======== SUPPLIED MATERIAL ========

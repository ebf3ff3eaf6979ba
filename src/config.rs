//! Configuration management with TOML, environment variables, and CLI overrides.

use crate::market::{Currency, RetryPolicy};
use crate::price::{PriceNormalizer, SeparatorRule};
use anyhow::{Context, Result};
use serde::{Deserialize, Serialize};
use std::path::{Path, PathBuf};
use tracing::debug;

/// Application configuration with layered loading.
#[derive(Debug, Clone, Serialize, Deserialize)]
pub struct Config {
    /// Steam app id (730 = Counter-Strike 2)
    #[serde(default = "default_app_id")]
    pub app_id: u32,

    /// Currency requested from Steam
    #[serde(default)]
    pub currency: Currency,

    /// Item catalog, one base name per line
    #[serde(default = "default_item_file")]
    pub item_file: PathBuf,

    /// Directory for JSON snapshots
    #[serde(default = "default_data_dir")]
    pub data_dir: PathBuf,

    /// Proxy URL (e.g., socks5://host:port)
    #[serde(default)]
    pub proxy: Option<String>,

    /// Cookie header sent to CSFloat
    #[serde(default)]
    pub csfloat_cookie: Option<String>,

    /// Base delay between items in milliseconds
    #[serde(default = "default_delay_ms")]
    pub delay_ms: u64,

    /// Random jitter added to delay (0 to this value)
    #[serde(default = "default_delay_jitter_ms")]
    pub delay_jitter_ms: u64,

    /// Number of cheapest items to list
    #[serde(default = "default_top_n")]
    pub top_n: usize,

    /// Output format
    #[serde(default)]
    pub format: OutputFormat,

    /// How a lone comma is read by the price normalizer
    #[serde(default)]
    pub separator_rule: SeparatorRule,

    /// Write a snapshot after each run
    #[serde(default = "default_save_snapshot")]
    pub save_snapshot: bool,

    /// Filter: minimum price
    #[serde(default)]
    pub min_price: Option<f64>,

    /// Filter: maximum price
    #[serde(default)]
    pub max_price: Option<f64>,

    /// Retry policy for Steam requests
    #[serde(default)]
    pub retry: RetryPolicy,

    /// Retry policy for CSFloat requests; derived from `retry` when absent
    #[serde(default)]
    pub csfloat_retry: Option<RetryPolicy>,
}

fn default_app_id() -> u32 {
    730
}

fn default_item_file() -> PathBuf {
    PathBuf::from("covert_items.txt")
}

fn default_data_dir() -> PathBuf {
    PathBuf::from("market_data")
}

fn default_delay_ms() -> u64 {
    1500
}

fn default_delay_jitter_ms() -> u64 {
    2000
}

fn default_top_n() -> usize {
    10
}

fn default_save_snapshot() -> bool {
    true
}

impl Default for Config {
    fn default() -> Self {
        Self {
            app_id: default_app_id(),
            currency: Currency::Usd,
            item_file: default_item_file(),
            data_dir: default_data_dir(),
            proxy: None,
            csfloat_cookie: None,
            delay_ms: default_delay_ms(),
            delay_jitter_ms: default_delay_jitter_ms(),
            top_n: default_top_n(),
            format: OutputFormat::Table,
            separator_rule: SeparatorRule::Strict,
            save_snapshot: default_save_snapshot(),
            min_price: None,
            max_price: None,
            retry: RetryPolicy::default(),
            csfloat_retry: None,
        }
    }
}

impl Config {
    /// Loads configuration from a TOML file.
    pub fn from_file(path: impl AsRef<Path>) -> Result<Self> {
        let path = path.as_ref();
        debug!("Loading config from: {}", path.display());

        let content = std::fs::read_to_string(path)
            .with_context(|| format!("Failed to read config file: {}", path.display()))?;

        toml::from_str(&content)
            .with_context(|| format!("Failed to parse config file: {}", path.display()))
    }

    /// Loads configuration with fallback to default locations.
    pub fn load(explicit_path: Option<&Path>) -> Result<Self> {
        // 1. Explicit path takes precedence
        if let Some(path) = explicit_path {
            return Self::from_file(path);
        }

        // 2. Try current directory
        let local_config = Path::new("config.toml");
        if local_config.exists() {
            debug!("Found config.toml in current directory");
            return Self::from_file(local_config);
        }

        // 3. Try XDG config directory
        if let Some(config_dir) = dirs::config_dir() {
            let xdg_config = config_dir.join("covert-finder").join("config.toml");
            if xdg_config.exists() {
                debug!("Found config in XDG config directory");
                return Self::from_file(xdg_config);
            }
        }

        // 4. Return default config
        debug!("No config file found, using defaults");
        Ok(Self::default())
    }

    /// Applies environment variable overrides.
    pub fn with_env(mut self) -> Self {
        if let Ok(currency) = std::env::var("CF_CURRENCY") {
            if let Ok(c) = currency.parse() {
                self.currency = c;
            }
        }

        if let Ok(proxy) = std::env::var("CF_PROXY") {
            self.proxy = Some(proxy);
        }

        if let Ok(delay) = std::env::var("CF_DELAY") {
            if let Ok(d) = delay.parse() {
                self.delay_ms = d;
            }
        }

        if let Ok(item_file) = std::env::var("CF_ITEM_FILE") {
            self.item_file = PathBuf::from(item_file);
        }

        if let Ok(cookie) = std::env::var("CSFLOAT_COOKIE") {
            self.csfloat_cookie = Some(cookie);
        }

        self
    }

    /// Builds the price normalizer for the configured separator rule.
    pub fn normalizer(&self) -> PriceNormalizer {
        PriceNormalizer::new(self.separator_rule)
    }

    /// Retry policy for CSFloat. CSFloat throttles harder, so the default adds up to
    /// ten seconds of jitter on top of the Steam policy.
    pub fn csfloat_retry(&self) -> RetryPolicy {
        self.csfloat_retry
            .clone()
            .unwrap_or_else(|| RetryPolicy { jitter_ms: 10_000, ..self.retry.clone() })
    }
}

/// Output format for results.
#[derive(Debug, Clone, Copy, Default, PartialEq, Eq, Serialize, Deserialize)]
#[serde(rename_all = "lowercase")]
pub enum OutputFormat {
    #[default]
    Table,
    Json,
    Markdown,
    Csv,
}

impl std::str::FromStr for OutputFormat {
    type Err = String;

    fn from_str(s: &str) -> Result<Self, Self::Err> {
        match s.to_lowercase().as_str() {
            "table" => Ok(OutputFormat::Table),
            "json" => Ok(OutputFormat::Json),
            "markdown" | "md" => Ok(OutputFormat::Markdown),
            "csv" => Ok(OutputFormat::Csv),
            _ => Err(format!("Unknown format: {}. Use: table, json, markdown, csv", s)),
        }
    }
}

impl std::fmt::Display for OutputFormat {
    fn fmt(&self, f: &mut std::fmt::Formatter<'_>) -> std::fmt::Result {
        match self {
            OutputFormat::Table => write!(f, "table"),
            OutputFormat::Json => write!(f, "json"),
            OutputFormat::Markdown => write!(f, "markdown"),
            OutputFormat::Csv => write!(f, "csv"),
        }
    }
}
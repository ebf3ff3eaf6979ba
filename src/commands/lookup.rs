//! Per-name price lookups against Steam or CSFloat.

use super::{finish, Pacer};
use crate::catalog::{load_catalog, Selection};
use crate::config::Config;
use crate::filters::FilterChainBuilder;
use crate::format::Formatter;
use crate::market::{CsFloatClient, ItemResult, MarketQuote, PriceSource, SteamClient};
use crate::ranking::Report;
use anyhow::{Context, Result};
use tracing::{debug, info, warn};

/// Prices every decorated catalog name, one request at a time.
pub struct LookupCommand {
    config: Config,
    selection: Selection,
}

impl LookupCommand {
    /// Creates a new lookup command.
    pub fn new(config: Config, selection: Selection) -> Self {
        Self { config, selection }
    }

    /// Looks up prices on the Steam market.
    pub async fn execute_steam(&self) -> Result<String> {
        let client = SteamClient::new(&self.config).context("Failed to create HTTP client")?;
        self.execute_with_source(&client).await
    }

    /// Looks up prices on CSFloat.
    pub async fn execute_csfloat(&self) -> Result<String> {
        let client = CsFloatClient::new(&self.config).context("Failed to create HTTP client")?;
        self.execute_with_source(&client).await
    }

    /// Executes the lookup with a provided source (for testing).
    pub async fn execute_with_source(&self, source: &impl PriceSource) -> Result<String> {
        let base_names = load_catalog(&self.config.item_file)?;
        eprintln!(
            "Loaded {} items from {} ({})",
            base_names.len(),
            self.config.item_file.display(),
            self.selection
        );

        let names = self.selection.decorate(&base_names);
        let report = self.collect(source, &names).await;

        let filters = FilterChainBuilder::new()
            .price_range(self.config.min_price, self.config.max_price)
            .build();

        Ok(finish(&self.config, &self.selection, report, &filters))
    }

    /// Prices `names` in order, pausing between requests.
    ///
    /// A source error only marks that item as unknown; the batch always completes.
    pub async fn collect(&self, source: &impl PriceSource, names: &[String]) -> Report {
        let normalizer = self.config.normalizer();
        let pacer = Pacer::from_config(&self.config);
        let mut results = Vec::with_capacity(names.len());

        info!("Fetching {} prices from {}", names.len(), source.source_name());
        debug!("Reading prices with the {} separator rule", normalizer.rule());

        for (i, name) in names.iter().enumerate() {
            if i > 0 {
                pacer.wait().await;
            }

            let quote = match source.quote(name).await {
                Ok(quote) => quote,
                Err(e) => {
                    warn!("Lookup failed for {}: {:#}", name, e);
                    MarketQuote::unknown()
                }
            };

            let item = ItemResult::new(name.as_str(), quote, &normalizer);
            eprintln!("{}", Formatter::progress_line(&item));
            results.push(item);
        }

        Report::new(source.source_name(), results, self.config.top_n)
    }
}
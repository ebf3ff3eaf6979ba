//! Price range filter.

use super::Filter;
use crate::market::ItemResult;

/// Filters items by normalized price range.
pub struct PriceFilter {
    min: Option<f64>,
    max: Option<f64>,
}

impl PriceFilter {
    /// Creates a new price filter with optional min/max bounds.
    pub fn new(min: Option<f64>, max: Option<f64>) -> Self {
        Self { min, max }
    }

    /// Creates a filter with only minimum price.
    pub fn min(price: f64) -> Self {
        Self { min: Some(price), max: None }
    }

    /// Creates a filter with only maximum price.
    pub fn max(price: f64) -> Self {
        Self { min: None, max: Some(price) }
    }

    /// Creates a filter with both min and max.
    pub fn range(min: f64, max: f64) -> Self {
        Self { min: Some(min), max: Some(max) }
    }
}

impl Filter for PriceFilter {
    fn matches(&self, item: &ItemResult) -> bool {
        // Unreadable prices stay in the report and sort last
        let Some(price) = item.price() else {
            return true;
        };

        if let Some(min) = self.min {
            if price < min {
                return false;
            }
        }

        if let Some(max) = self.max {
            if price > max {
                return false;
            }
        }

        true
    }

    fn description(&self) -> String {
        match (self.min, self.max) {
            (Some(min), Some(max)) => format!("Price: {:.2} - {:.2}", min, max),
            (Some(min), None) => format!("Price: >= {:.2}", min),
            (None, Some(max)) => format!("Price: <= {:.2}", max),
            (None, None) => "Price: any".to_string(),
        }
    }
}
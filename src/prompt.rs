//! Interactive wear and StatTrak prompts.
//!
//! Generic over the reader and writer so the menus can be driven from tests.

use crate::market::{StatTrakMode, Wear, WearSelection};
use anyhow::{Context, Result};
use std::io::{BufRead, Write};

fn ask<R: BufRead, W: Write>(input: &mut R, output: &mut W, question: &str) -> Result<String> {
    write!(output, "{}", question)?;
    output.flush()?;

    let mut line = String::new();
    input.read_line(&mut line).context("Failed to read answer")?;
    Ok(line.trim().to_lowercase())
}

/// Asks for the wear tier.
///
/// With `allow_all` the menu gets a sixth entry covering every wear, which is also
/// the default; otherwise the default is Field-Tested. Unknown answers fall back to
/// the default.
pub fn prompt_wear<R: BufRead, W: Write>(
    input: &mut R,
    output: &mut W,
    allow_all: bool,
) -> Result<WearSelection> {
    if allow_all {
        writeln!(output, "Choose wear condition filter:")?;
    } else {
        writeln!(output, "Choose wear condition for all items:")?;
    }
    for wear in Wear::all() {
        writeln!(output, "{}. {}", wear.menu_number(), wear.label())?;
    }

    let (default, question) = if allow_all {
        writeln!(output, "6. All (show all wear conditions)")?;
        (WearSelection::All, "Enter number (default = 6 for all): ")
    } else {
        (WearSelection::One(Wear::FieldTested), "Enter number (default = 3): ")
    };

    let answer = ask(input, output, question)?;
    let selection = match answer.as_str() {
        "6" if allow_all => WearSelection::All,
        "1" | "2" | "3" | "4" | "5" => answer.parse().map(WearSelection::One).unwrap_or(default),
        _ => default,
    };

    Ok(selection)
}

/// Asks whether to look up StatTrak names instead of regular ones. Only "y" enables it.
pub fn prompt_stattrak_toggle<R: BufRead, W: Write>(input: &mut R, output: &mut W) -> Result<StatTrakMode> {
    let answer = ask(input, output, "Enable StatTrak™ mode? (y/n, default=n): ")?;
    Ok(if answer == "y" { StatTrakMode::Only } else { StatTrakMode::No })
}

/// Asks which StatTrak variants to keep. Anything unrecognized keeps both.
pub fn prompt_stattrak_filter<R: BufRead, W: Write>(input: &mut R, output: &mut W) -> Result<StatTrakMode> {
    let answer = ask(input, output, "StatTrak filter (both/only/no, default=both): ")?;
    Ok(match answer.as_str() {
        "only" => StatTrakMode::Only,
        "no" => StatTrakMode::No,
        _ => StatTrakMode::Both,
    })
}
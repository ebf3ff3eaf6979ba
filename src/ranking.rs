//! Ranking of priced items and the summary of a run.

use crate::market::ItemResult;
use serde::Serialize;

/// Sorts items by normalized price, cheapest first.
///
/// The sort is stable, so items with equal prices (including every unparseable one)
/// keep their lookup order, and unparseable prices always end up last.
pub fn rank(mut items: Vec<ItemResult>) -> Vec<ItemResult> {
    items.sort_by(|a, b| a.quote.cmp_price(&b.quote));
    items
}

/// Everything a finished run produced, in lookup order.
#[derive(Debug, Clone, Serialize)]
pub struct Report {
    pub source: String,
    pub results: Vec<ItemResult>,
    pub top_n: usize,
}

impl Report {
    pub fn new(source: impl Into<String>, results: Vec<ItemResult>, top_n: usize) -> Self {
        Self { source: source.into(), results, top_n }
    }

    /// Number of items that were looked up.
    pub fn total_items(&self) -> usize {
        self.results.len()
    }

    /// Sum of listing counts; unknown counts add nothing.
    pub fn total_listings(&self) -> u64 {
        self.results.iter().map(|r| r.listings.count_or_zero()).sum()
    }

    /// Number of items whose price could be read.
    pub fn priced_items(&self) -> usize {
        self.results.iter().filter(|r| r.quote.is_parsed()).count()
    }

    /// All results sorted by price.
    pub fn ranked(&self) -> Vec<ItemResult> {
        rank(self.results.clone())
    }

    /// The `top_n` cheapest results.
    pub fn cheapest(&self) -> Vec<ItemResult> {
        let mut ranked = self.ranked();
        ranked.truncate(self.top_n);
        ranked
    }
}

#[cfg(test)]
mod tests {
    use super::*;
    use crate::market::{Listings, MarketQuote};
    use crate::price::PriceNormalizer;

    fn item(name: &str, price: Option<&str>, listings: Listings) -> ItemResult {
        let quote = MarketQuote::new(price.map(Into::into), listings);
        ItemResult::new(name, quote, &PriceNormalizer::default())
    }

    fn names(items: &[ItemResult]) -> Vec<&str> {
        items.iter().map(|i| i.name.as_str()).collect()
    }

    #[test]
    fn test_rank_ascending_with_unparseable_last() {
        let items = vec![
            item("a", Some("N/A"), Listings::Unknown),
            item("b", Some("$12.00"), Listings::Count(1)),
            item("c", None, Listings::Count(0)),
            item("d", Some("1,50€"), Listings::Count(4)),
            item("e", Some("$1,200.00"), Listings::Count(2)),
        ];

        let ranked = rank(items);
        assert_eq!(names(&ranked), vec!["d", "b", "e", "a", "c"]);
    }

    #[test]
    fn test_rank_is_stable_for_ties() {
        let items = vec![
            item("first", Some("$3.00"), Listings::Count(1)),
            item("second", Some("3,00€"), Listings::Count(1)),
            item("third", Some("$3"), Listings::Count(1)),
        ];

        assert_eq!(names(&rank(items)), vec!["first", "second", "third"]);
    }

    #[test]
    fn test_report_totals() {
        let report = Report::new(
            "steam",
            vec![
                item("a", Some("$2.00"), Listings::Count(10)),
                item("b", Some("N/A"), Listings::Unknown),
                item("c", Some("$1.00"), Listings::Count(5)),
            ],
            10,
        );

        assert_eq!(report.total_items(), 3);
        assert_eq!(report.total_listings(), 15);
        assert_eq!(report.priced_items(), 2);
        assert_eq!(names(&report.ranked()), vec!["c", "a", "b"]);
    }

    #[test]
    fn test_report_cheapest_truncates() {
        let results = (1..=15)
            .rev()
            .map(|n| item(&format!("item {}", n), Some(format!("${}.00", n).as_str()), Listings::Count(1)))
            .collect();
        let report = Report::new("csfloat", results, 10);

        let cheapest = report.cheapest();
        assert_eq!(cheapest.len(), 10);
        assert_eq!(cheapest[0].name, "item 1");
        assert_eq!(cheapest[9].name, "item 10");
        assert_eq!(report.results[0].name, "item 15");
    }

    #[test]
    fn test_report_empty() {
        let report = Report::new("steam", Vec::new(), 10);
        assert_eq!(report.total_items(), 0);
        assert_eq!(report.total_listings(), 0);
        assert!(report.cheapest().is_empty());
    }
}
//! Pricing collaborator traits - enable mocking for tests.

use super::models::{MarketQuote, Variant};
use anyhow::Result;
use async_trait::async_trait;

/// Looks up the price of one full market name.
#[async_trait]
pub trait PriceSource: Send + Sync {
    /// Returns the lowest price and listing count for a market name.
    ///
    /// Transient failures are retried internally; an exhausted retry policy yields
    /// [`MarketQuote::unknown`] rather than an error.
    async fn quote(&self, market_name: &str) -> Result<MarketQuote>;

    /// Short identifier used in logs and snapshot file names.
    fn source_name(&self) -> &'static str;
}

/// Finds every wear and StatTrak variant of a base name with a single request.
#[async_trait]
pub trait VariantSearch: Send + Sync {
    /// Returns all variants whose market name contains `base_name`.
    async fn variants(&self, base_name: &str) -> Result<Vec<Variant>>;

    /// Short identifier used in logs and snapshot file names.
    fn source_name(&self) -> &'static str;
}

========

--- HOW TO COMPLETE THIS TASK ---
Every line from the first entry to the line containing "pub struct Config" should be transcribed exactly, and nothing beyond it.

--- REPLY TO THE EXERCISE ---
repository ebf3ff3eaf6979ba
filename src/config.rs
//! Configuration management with TOML, environment variables, and CLI overrides.

use crate::market::{Currency, RetryPolicy};
use crate::price::{PriceNormalizer, SeparatorRule};
use anyhow::{Context, Result};
use serde::{Deserialize, Serialize};
use std::path::{Path, PathBuf};
use tracing::debug;

/// Application configuration with layered loading.
#[derive(Debug, Clone, Serialize, Deserialize)]
pub struct Config {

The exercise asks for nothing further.